Powerlifting Workout Routines: Your Path To Results
Powerlifting is a terrific way to boost your overall strength and see big gains fast. Although the term literally refers to an Olympic sport limited to bench presses, deadlifts, and squats, many body builders use this term to refer to advanced bodybuilding techniques. You may have heard these techniques referred to as super sets, forced reps, negatives, or even giant sets. These techniques are all focused on the same thing: progressive resistance.
You may not have any interest in Olympic competition in powerlifting, but you may be interested in adopting a powerlifting routine for a few weeks to enjoy the gains.
In the gym, “power” means using your strength in a fast manner. The lift is basically executed as quickly as possible. For the duration of your powerlifting approach, you will mimic this style.
Try this protocol for the next four weeks.
Warm up and then execute four sets for each of your muscle groups. Increase your weight with each set so that the final set is heavy enough to produce failure. You want to be close to muscle failure during your previous three sets, but make sure to conserve enough energy for that final set.
In between sets, make sure you rest for roughly three minutes. Once you go back to your set, do as many reps as you can before you hit failure. Including this resting phase will allow you to do close to the same number of reps for each set.
You need to think about your number of reps. If you are doing four sets, then you want a weight heavy enough so that you can only complete six reps or so per set. You are increasing the weight on the bar, so you need lower reps. This will force your body to adapt and grow more muscle.
Do note that if you are a beginner, you will need to modify this approach and do a five set routine. You may only do five reps per set, but that is all right.
You will cycle through your routine using this approach for four weeks. However you normally train, simply modify your reps and sets using this protocol. So if you do chest and back on Mondays and tris and bis on Wednesdays, that’s fine. You can keep your routine the same.
Keep in mind that powerlifting increases strength and mass.
This means that your muscles will have more function. You will be stronger and able to perform more optimally. If your cardio is running, you will notice you can run faster. If it is jumping, you should be able to jump higher. That a huge bonus of powerlifting: lifting for function.
People who are into powerlifting are about how the muscle performs. There is often tension between powerlifters and bodybuilders, who are often very concerned with how the muscle looks. Powerlifters do not care about the aesthetics of the muscle, only that it performs well.
Usually powerlifters curtail their cardio routines as well.

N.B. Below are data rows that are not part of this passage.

use crate::fragments::TagAssociation;
use ddl_builder::{AccountObjectIdentifier, SchemaObjectIdentifier, SqlEnum, SqlOptions, Static};

#[derive(Debug, Clone, Copy, PartialEq, Eq, SqlEnum)]
pub enum S3Protocol {
    S3,
    #[ddl(sql = "S3GOV")]
    S3Gov,
    #[ddl(sql = "S3CHINA")]
    S3China,
}

#[derive(Debug, Clone, PartialEq, Eq, SqlOptions)]
pub struct S3StorageParams {
    #[ddl(parameter = "STORAGE_PROVIDER", single_quotes)]
    pub protocol: S3Protocol,
    #[ddl(parameter = "STORAGE_AWS_ROLE_ARN", single_quotes)]
    pub role_arn: String,
    #[ddl(parameter = "STORAGE_AWS_EXTERNAL_ID", single_quotes)]
    pub external_id: Option<String>,
    #[ddl(parameter = "STORAGE_AWS_OBJECT_ACL", single_quotes)]
    pub object_acl: Option<String>,
}

impl S3StorageParams {
    pub fn new(protocol: S3Protocol, role_arn: impl Into<String>) -> Self {
        Self {
            protocol,
            role_arn: role_arn.into(),
            external_id: None,
            object_acl: None,
        }
    }

    pub fn with_external_id(mut self, external_id: impl Into<String>) -> Self {
        self.external_id = Some(external_id.into());
        self
    }

    pub fn with_object_acl(mut self, object_acl: impl Into<String>) -> Self {
        self.object_acl = Some(object_acl.into());
        self
    }
}

#[derive(Debug, Clone, Default, PartialEq, Eq, SqlOptions)]
pub struct GcsStorageParams {
    #[ddl(static = "STORAGE_PROVIDER = 'GCS'")]
    provider: Static,
}

impl GcsStorageParams {
    pub fn new() -> Self {
        Self::default()
    }
}

#[derive(Debug, Clone, PartialEq, Eq, SqlOptions)]
pub struct AzureStorageParams {
    #[ddl(static = "STORAGE_PROVIDER = 'AZURE'")]
    provider: Static,
    #[ddl(parameter = "AZURE_TENANT_ID", single_quotes)]
    pub tenant_id: String,
}

impl AzureStorageParams {
    pub fn new(tenant_id: impl Into<String>) -> Self {
        Self {
            provider: Static,
            tenant_id: tenant_id.into(),
        }
    }
}

#[derive(Debug, Clone, SqlOptions)]
#[validate(valid_identifier(name))]
#[validate(conflicting_fields(or_replace, if_not_exists))]
#[validate(exactly_one_value_set(s3, gcs, azure))]
pub(crate) struct CreateStorageIntegrationOptions {
    #[ddl(static = "CREATE")]
    pub create: Static,
    #[ddl(keyword = "OR REPLACE")]
    pub or_replace: bool,
    #[ddl(static = "STORAGE INTEGRATION")]
    pub storage_integration: Static,
    #[ddl(keyword = "IF NOT EXISTS")]
    pub if_not_exists: bool,
    #[ddl(identifier)]
    pub name: AccountObjectIdentifier,
    #[ddl(static = "TYPE = EXTERNAL_STAGE")]
    pub external_stage_type: Static,
    #[ddl(keyword)]
    pub s3: Option<S3StorageParams>,
    #[ddl(keyword)]
    pub gcs: Option<GcsStorageParams>,
    #[ddl(keyword)]
    pub azure: Option<AzureStorageParams>,
    #[ddl(parameter = "ENABLED")]
    pub enabled: bool,
    #[ddl(parameter = "STORAGE_ALLOWED_LOCATIONS", parentheses, single_quotes, required)]
    pub storage_allowed_locations: Vec<String>,
    #[ddl(parameter = "STORAGE_BLOCKED_LOCATIONS", parentheses, single_quotes)]
    pub storage_blocked_locations: Vec<String>,
    #[ddl(parameter = "COMMENT", single_quotes)]
    pub comment: Option<String>,
}

/// S3 settings that can be changed after creation.
#[derive(Debug, Clone, PartialEq, Eq, SqlOptions)]
pub struct SetS3StorageParams {
    #[ddl(parameter = "STORAGE_AWS_ROLE_ARN", single_quotes)]
    pub role_arn: String,
    #[ddl(parameter = "STORAGE_AWS_EXTERNAL_ID", single_quotes)]
    pub external_id: Option<String>,
    #[ddl(parameter = "STORAGE_AWS_OBJECT_ACL", single_quotes)]
    pub object_acl: Option<String>,
}

#[derive(Debug, Clone, PartialEq, Eq, SqlOptions)]
pub struct SetAzureStorageParams {
    #[ddl(parameter = "AZURE_TENANT_ID", single_quotes)]
    pub tenant_id: String,
}

#[derive(Debug, Clone, Default, PartialEq, Eq, SqlOptions)]
#[validate(conflicting_fields(s3, azure))]
pub struct StorageIntegrationSet {
    #[ddl(keyword)]
    pub s3: Option<SetS3StorageParams>,
    #[ddl(keyword)]
    pub azure: Option<SetAzureStorageParams>,
    #[ddl(parameter = "ENABLED")]
    pub enabled: Option<bool>,
    #[ddl(parameter = "STORAGE_ALLOWED_LOCATIONS", parentheses, single_quotes)]
    pub storage_allowed_locations: Vec<String>,
    #[ddl(parameter = "STORAGE_BLOCKED_LOCATIONS", parentheses, single_quotes)]
    pub storage_blocked_locations: Vec<String>,
    #[ddl(parameter = "COMMENT", single_quotes)]
    pub comment: Option<String>,
}

impl StorageIntegrationSet {
    pub fn is_empty(&self) -> bool {
        self == &Self::default()
    }
}

#[derive(Debug, Clone, Copy, PartialEq, Eq, SqlEnum)]
pub enum UnsetProperty {
    StorageAwsExternalId,
    StorageAwsObjectAcl,
    Enabled,
    StorageBlockedLocations,
    Comment,
}

#[derive(Debug, Clone, SqlOptions)]
pub(crate) struct StorageIntegrationUnsetOptions {
    #[ddl(list, no_parentheses, required)]
    pub properties: Vec<UnsetProperty>,
}

#[derive(Debug, Clone, SqlOptions)]
#[validate(valid_identifier(name))]
#[validate(exactly_one_value_set(set, unset, set_tags, unset_tags))]
pub(crate) struct AlterStorageIntegrationOptions {
    #[ddl(static = "ALTER")]
    pub alter: Static,
    #[ddl(static = "STORAGE INTEGRATION")]
    pub storage_integration: Static,
    #[ddl(keyword = "IF EXISTS")]
    pub if_exists: bool,
    #[ddl(identifier)]
    pub name: AccountObjectIdentifier,
    #[ddl(keyword = "SET")]
    pub set: Option<StorageIntegrationSet>,
    #[ddl(keyword = "UNSET")]
    pub unset: Option<StorageIntegrationUnsetOptions>,
    #[ddl(list = "SET TAG", no_parentheses)]
    pub set_tags: Vec<TagAssociation>,
    #[ddl(list = "UNSET TAG", no_parentheses)]
    pub unset_tags: Vec<SchemaObjectIdentifier>,
}

#[derive(Debug, Clone, SqlOptions)]
#[validate(valid_identifier(name))]
pub(crate) struct DropStorageIntegrationOptions {
    #[ddl(static = "DROP")]
    pub drop: Static,
    #[ddl(static = "STORAGE INTEGRATION")]
    pub storage_integration: Static,
    #[ddl(keyword = "IF EXISTS")]
    pub if_exists: bool,
    #[ddl(identifier)]
    pub name: AccountObjectIdentifier,
}

#[derive(Debug, Clone, SqlOptions)]
#[validate(valid_identifier(name))]
pub(crate) struct DescribeStorageIntegrationOptions {
    #[ddl(static = "DESCRIBE")]
    pub describe: Static,
    #[ddl(static = "STORAGE INTEGRATION")]
    pub storage_integration: Static,
    #[ddl(identifier)]
    pub name: AccountObjectIdentifier,
}

#[derive(Debug, Clone, SqlOptions)]
pub(crate) struct ShowStorageIntegrationOptions {
    #[ddl(static = "SHOW")]
    pub show: Static,
    #[ddl(static = "STORAGE INTEGRATIONS")]
    pub storage_integrations: Static,
    #[ddl(parameter = "LIKE", no_equals, single_quotes)]
    pub like: Option<String>,
}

They typically use interval training, which is short bursts of 80-90% effort. (Interval training is the cardio version of powerlifting.)
After four weeks on this plan, you may return to your usual way of training: higher reps, more sets, more moderate weights. Many people do powerlifting short term. Others try it and love the results so much that they shift their approach entirely and begin powerlifting. A lot of how you approach weight training has to do what you ultimately want from your routine. Do you prefer function or aesthetics?
Cycling through a powerlifting routine for four weeks—or you can do two four week cycles back-to-back—will give you some of both. Your beautifully sculpted muscles will have more function, strength, and power.
Powerlifting will give you incredible gains in your muscle mass and your strength. You will be shocked by just how much your gains are in a short period of time. This is sometimes so enticing that people make the shift to powerlifting.
When you are powerlifting for your own benefit—rather than training for the Olympics—you can take this approach to all of your muscle training and not limit it to deadlifts, squats, and bench presses.